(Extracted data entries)
=== Section Start ===

//! Database schema definitions and column families.
//!
//! This module defines the column families used in `RocksDB` storage.

/// Column family names for the `RocksDB` database.
pub mod cf {
    /// Update notes, keyed by big-endian note id.
    pub const UPDATE_NOTES: &str = "update_notes";

    /// Nostalgia photos, keyed by big-endian photo sequence.
    pub const PHOTOS: &str = "nostalgia_photos";

    /// Sent notifications, keyed by big-endian notification id.
    pub const NOTIFICATIONS: &str = "notifications";

    /// Device registrations, keyed by device id.
    pub const DEVICES: &str = "devices";

    /// Index: devices in creation order, keyed by big-endian sequence.
    /// Value is the device id.
    pub const DEVICES_BY_CREATION: &str = "devices_by_creation";

    /// Usage events, keyed by ULID (time-ordered).
    pub const USAGE_EVENTS: &str = "usage_events";

    /// The settings singleton under [`super::SETTINGS_KEY`].
    pub const SETTINGS: &str = "settings";

    /// Last-issued sequence numbers, keyed by sequence name.
    pub const SEQUENCES: &str = "sequences";
}

/// Key of the settings document.
pub const SETTINGS_KEY: &[u8] = b"app";

/// Returns all column family names for database initialization.
#[must_use]
pub fn all_column_families() -> Vec<&'static str> {
    vec![
        cf::UPDATE_NOTES,
        cf::PHOTOS,
        cf::NOTIFICATIONS,
        cf::DEVICES,
        cf::DEVICES_BY_CREATION,
        cf::USAGE_EVENTS,
        cf::SETTINGS,
        cf::SEQUENCES,
    ]
}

=== Section End ===

Assignment >>
From the records above, retype only the lines starting at the line that contains "pub const UPDATE_NOTES: &str" and ending at the line that contains "#[must_use]", both included.

Solution to the exercise >>
    pub const UPDATE_NOTES: &str = "update_notes";

    /// Nostalgia photos, keyed by big-endian photo sequence.
    pub const PHOTOS: &str = "nostalgia_photos";

    /// Sent notifications, keyed by big-endian notification id.
    pub const NOTIFICATIONS: &str = "notifications";

    /// Device registrations, keyed by device id.
    pub const DEVICES: &str = "devices";

    /// Index: devices in creation order, keyed by big-endian sequence.
    /// Value is the device id.
    pub const DEVICES_BY_CREATION: &str = "devices_by_creation";

    /// Usage events, keyed by ULID (time-ordered).
    pub const USAGE_EVENTS: &str = "usage_events";

    /// The settings singleton under [`super::SETTINGS_KEY`].
    pub const SETTINGS: &str = "settings";

    /// Last-issued sequence numbers, keyed by sequence name.
    pub const SEQUENCES: &str = "sequences";
}

/// Key of the settings document.
pub const SETTINGS_KEY: &[u8] = b"app";

/// Returns all column family names for database initialization.
#[must_use]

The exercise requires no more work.